Он сделал смешную гримасу, и я поняла по ней, что ему неплохо, поежился и ответил, затянувшись папиросой:
– Да знаешь, как тебе сказать? Иногда бывает трудновато…
ДЕКАБРЬ
Одна комната, одна кровать, одно одеяло. Кто этого не понимает, ничего не понимает в браке. А если этого опасаешься, то и брака не надо. За день жизни иногда разведет, охладит, пошатнет, надорвет что-то. Ночью опять все соединяется. Тело держит тело своим теплом (если не жаром).
Наполеон сказал: “Отведите императрице отдельную опочивальню. Я хочу сохранить свою свободу, хотя бы ночью. Если муж спит в одной комнате с женой, он ничего не может скрыть от нее”. Это совершенно верно.
ДЕКАБРЬ
Снег и солнце.
Я бежала по лесу, мне хотелось кинуться в снег, умыться им. Я бежала одна с собаками и громко смеялась.
ДЕКАБРЬ
Богатые китайцы, когда строят себе дом, то в конце сада, в дальнем углу, оставляют “ворота мира” – маленькую дверь, через которую они бегут от революций и катастроф. Этот потайной ход есть у каждого богача. Он носит при себе ключ. Он спасается через него в последний момент, унося с собой свои сокровища.
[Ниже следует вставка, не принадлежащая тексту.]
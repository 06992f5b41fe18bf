//! Error types for board data loading, graph validation and the tick driver.

use thiserror::Error;

/// A structural problem in the supplied node/edge graph.
///
/// The engine never fails on these: invalid references degrade to the
/// origin when positions are evaluated. They exist so the caller can report
/// a malformed graph before animating it.
#[derive(Clone, Debug, Error, PartialEq, Eq)]
pub enum GraphError {
	/// An edge references a node id that is not present.
	#[error("edge `{edge}` references unknown node `{node}`")]
	UnknownNode { edge: String, node: String },
	/// Two nodes share the same id. The first one wins.
	#[error("duplicate node id `{0}`")]
	DuplicateNode(String),
	/// Two edges share the same id. The first one wins.
	#[error("duplicate edge id `{0}`")]
	DuplicateEdge(String),
}

/// Failure to load board data from the host page.
#[derive(Debug, Error)]
pub enum BoardError {
	#[error("no browser document available")]
	NoDocument,
	#[error("no element with id `{0}` in the document")]
	MissingDataElement(&'static str),
	#[error("board data element is not a script element")]
	NotAScript,
	#[error("failed to parse board data: {0}")]
	Parse(#[from] serde_json::Error),
}

/// Failure to start the repeating tick timer.
#[derive(Debug, Error)]
pub enum DriverError {
	#[error("no browser window available")]
	NoWindow,
	#[error("failed to register interval: {0}")]
	Interval(String),
}
//! workflow-board: particle animation over agent workflow graphs.
//!
//! This crate provides a WASM-based board that animates particles along the
//! edges of a workflow graph, resolves each one to an outcome at its target
//! node, and reports the queue state to the surrounding page.

use leptos::prelude::*;
use leptos_meta::*;
use log::{Level, info, warn};
use wasm_bindgen::JsCast;
use web_sys::{HtmlScriptElement, Window};

pub mod components;

pub use components::workflow_board::{
	BoardData, BoardError, EngineConfig, GraphEdge, GraphNode, PathKind, QueueItemStatus, QueueStatus,
	WorkflowBoard,
};

/// Id of the script element holding the board JSON.
const BOARD_DATA_ID: &str = "board-data";

/// Initialize logging and panic hooks for the WASM target.
pub fn init_logging() {
	let _ = console_log::init_with_level(Level::Debug);
	console_error_panic_hook::set_once();
	info!("workflow-board: logging initialized");
}

/// Load board data from the script element with id="board-data".
/// Expected format: JSON with { nodes: [...], edges: [...], activeEdgeIds: [...] }
pub fn load_board_data() -> Result<BoardData, BoardError> {
	let document = web_sys::window()
		.and_then(|w: Window| w.document())
		.ok_or(BoardError::NoDocument)?;
	let element = document
		.get_element_by_id(BOARD_DATA_ID)
		.ok_or(BoardError::MissingDataElement(BOARD_DATA_ID))?;
	let script: HtmlScriptElement = element.dyn_into().map_err(|_| BoardError::NotAScript)?;
	let json_text = script.text().map_err(|_| BoardError::NotAScript)?;

	let data: BoardData = serde_json::from_str(&json_text)?;
	info!(
		"workflow-board: loaded {} nodes, {} edges",
		data.nodes.len(),
		data.edges.len()
	);
	Ok(data)
}

/// Main application component.
/// Loads board data from the DOM and renders the board with its controls and
/// the queue panel.
#[component]
pub fn App() -> impl IntoView {
	provide_meta_context();

	let board_data = load_board_data().unwrap_or_else(|e| {
		warn!("workflow-board: {}", e);
		BoardData::default()
	});
	let all_edges: Vec<String> = board_data.edges.iter().map(|e| e.id.clone()).collect();

	let (active, set_active) = signal(board_data.active_edge_ids.clone());
	let (path_kind, set_path_kind) = signal(board_data.path_kind);
	let (sequential, set_sequential) = signal(board_data.sequential);
	let (status, set_status) = signal(QueueStatus::default());
	let board_signal = Signal::derive(move || board_data.clone());

	let path_buttons = PathKind::ALL
		.into_iter()
		.map(|kind| {
			view! {
				<button
					class:selected=move || path_kind.get() == kind
					on:click=move |_| set_path_kind.set(kind)
				>
					{kind.label()}
				</button>
			}
		})
		.collect_view();

	let queue_items = move || {
		let status = status.get();
		status
			.items
			.into_iter()
			.enumerate()
			.map(|(i, item)| {
				let current = if status.current_index == Some(i) { " current" } else { "" };
				view! {
					<li class=format!("queue-item {}{}", item.status.as_str(), current)>
						<span class="swatch" style=format!("background: {}", item.color)></span>
						<span class="icon">{item.icon}</span>
						<span class="edge">{item.edge_id}</span>
						<span class="status">{item.status.as_str()}</span>
					</li>
				}
			})
			.collect_view()
	};

	view! {
		<Html attr:lang="en" attr:dir="ltr" attr:data-theme="dark" />
		<Title text="Workflow Board" />
		<Meta charset="UTF-8" />
		<Meta name="viewport" content="width=device-width, initial-scale=1.0" />

		<div class="workflow-layout">
			<div class="board-area">
				<WorkflowBoard
					data=board_signal
					active_edge_ids=active
					path_kind=path_kind
					sequential=sequential
					on_queue_status=Callback::new(move |s: QueueStatus| set_status.set(s))
				/>
				<div class="board-controls">
					<div class="path-kinds">{path_buttons}</div>
					<label>
						<input
							type="checkbox"
							prop:checked=move || sequential.get()
							on:change=move |_| set_sequential.update(|s| *s = !*s)
						/>
						"Sequential"
					</label>
					<button on:click=move |_| set_active.set(all_edges.clone())>"Animate all"</button>
					<button on:click=move |_| set_active.set(Vec::new())>"Clear"</button>
				</div>
			</div>
			<aside class="queue-panel">
				<h2>"Queue"</h2>
				<p class="subtitle">
					{move || if status.get().sequential { "Sequential" } else { "Parallel" }}
				</p>
				<ul>{queue_items}</ul>
			</aside>
		</div>
	}
}
//! Engine timing and queue configuration.
//!
//! All durations are given in milliseconds and converted to whole ticks of
//! the tick driver, rounding up, so the engine itself only counts ticks.

use serde::Deserialize;

use super::outcome::OutcomeWeights;
use super::particle::{FULL_PROGRESS, PhaseTimings, Tick};

/// Tunable engine parameters. Deserializes from camelCase JSON; missing
/// fields take their default.
#[derive(Clone, Debug, PartialEq, Deserialize)]
#[serde(rename_all = "camelCase", default)]
pub struct EngineConfig {
	/// Tick driver period.
	pub tick_interval_ms: u32,
	/// Progress added per tick while traveling, in percent.
	pub progress_step: f64,
	/// Progress at which a particle leaves the edge path and starts its
	/// approach to the node center.
	pub on_edge_threshold: f64,
	/// Upper bound on particles per batch.
	pub max_particles: usize,
	/// Delay between the outcome draw and the processing animation.
	pub resolve_delay_ms: u32,
	/// Length of the processing animation.
	pub processing_ms: u32,
	/// Length of the fade-out.
	pub fade_ms: u32,
	/// Sequential mode pause between one particle finishing and the next
	/// starting.
	pub cooldown_ms: u32,
	/// Pause between a finished batch and its restart.
	pub restart_pause_ms: u32,
	/// Longest a particle may stay active before it is force-retired.
	pub watchdog_ms: u32,
	/// Restart finished batches.
	pub looping: bool,
	pub outcome_weights: OutcomeWeights,
	/// Seed for the outcome draw.
	pub seed: u64,
}

impl Default for EngineConfig {
	fn default() -> Self {
		Self {
			tick_interval_ms: 50,
			progress_step: 2.0,
			on_edge_threshold: 95.0,
			max_particles: 5,
			resolve_delay_ms: 400,
			processing_ms: 1200,
			fade_ms: 600,
			cooldown_ms: 0,
			restart_pause_ms: 2000,
			watchdog_ms: 10_000,
			looping: true,
			outcome_weights: OutcomeWeights::default(),
			seed: 0x5eed,
		}
	}
}

impl EngineConfig {
	/// Number of whole ticks covering `ms`.
	pub fn ticks(&self, ms: u32) -> Tick {
		let period = self.tick_interval_ms.max(1) as Tick;
		(ms as Tick).div_ceil(period)
	}

	/// Per-phase timings in ticks, with out-of-range values sanitized.
	pub fn timings(&self) -> PhaseTimings {
		let step = if self.progress_step.is_finite() && self.progress_step > 0.0 {
			self.progress_step
		} else {
			Self::default().progress_step
		};
		let threshold = if self.on_edge_threshold.is_finite() {
			self.on_edge_threshold.clamp(1.0, 100.0)
		} else {
			Self::default().on_edge_threshold
		};

		PhaseTimings {
			progress_step: step,
			on_edge_threshold: threshold,
			resolve_delay: self.ticks(self.resolve_delay_ms),
			processing: self.ticks(self.processing_ms),
			fade: self.ticks(self.fade_ms),
		}
	}

	pub fn cooldown_ticks(&self) -> Tick {
		self.ticks(self.cooldown_ms)
	}

	pub fn restart_pause_ticks(&self) -> Tick {
		self.ticks(self.restart_pause_ms)
	}

	/// Ticks from activation to `Done` for a particle that never stalls.
	pub fn lifecycle_ticks(&self) -> Tick {
		let timings = self.timings();
		let steps = (FULL_PROGRESS / timings.progress_step).ceil() as Tick;
		steps + timings.resolve_delay + timings.processing + timings.fade
	}

	/// Active lifetime after which a particle counts as stalled. Never shorter
	/// than a full lifecycle plus a quarter, whatever `watchdog_ms` says.
	pub fn watchdog_ticks(&self) -> Tick {
		let lifecycle = self.lifecycle_ticks();
		self.ticks(self.watchdog_ms).max(lifecycle + lifecycle / 4 + 1)
	}
}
У меня нет “ворот мира”, у меня нет ключа. Всегда было желание “быть там, где все” или, во всяком случае, – где многие наши.
ДЕКАБРЬ
Сколько я себя помню, во мне в детстве было что-то трусливое, слегка дрянное, способность на мелкую подлость, на компромисс. Потом это постепенно прошло. Это не “от века”, это было еще до всякого соприкосновения с веком (Белинский сказал: “Я не сын века, я просто сукин сын)”. С годами эта потенциальная подлость стала уменьшаться. Я вполне представляю себе, что лет десяти-двенадцати я могла пожертвовать весьма многим, чтобы только спасти свою шкуру.
ДЕКАБРЬ
У каждого человека есть свои тайные, чудесные воспоминания – детства, или молодости, или даже зрелости, какие-то особенно драгоценные клочья прошлого. Какой-то летний день, берег моря, чьи-то слова, или чье-то молчание, или разговор. Мы знаем, что от этого воспоминания в реальной жизни не осталось ничего: молодые и старые его участники либо умерли, либо неузнаваемо изменились, самый дом сгорел, сад вырублен, местность трижды переменила название, может быть, на том месте разросся дремучий лес или, наоборот, – сделали новое море. Мы с этим своим воспоминанием совершенно одни на свете, с ним наедине (точно сон, когда мы тоже со сном наедине), мы с ним с глазу на глаз.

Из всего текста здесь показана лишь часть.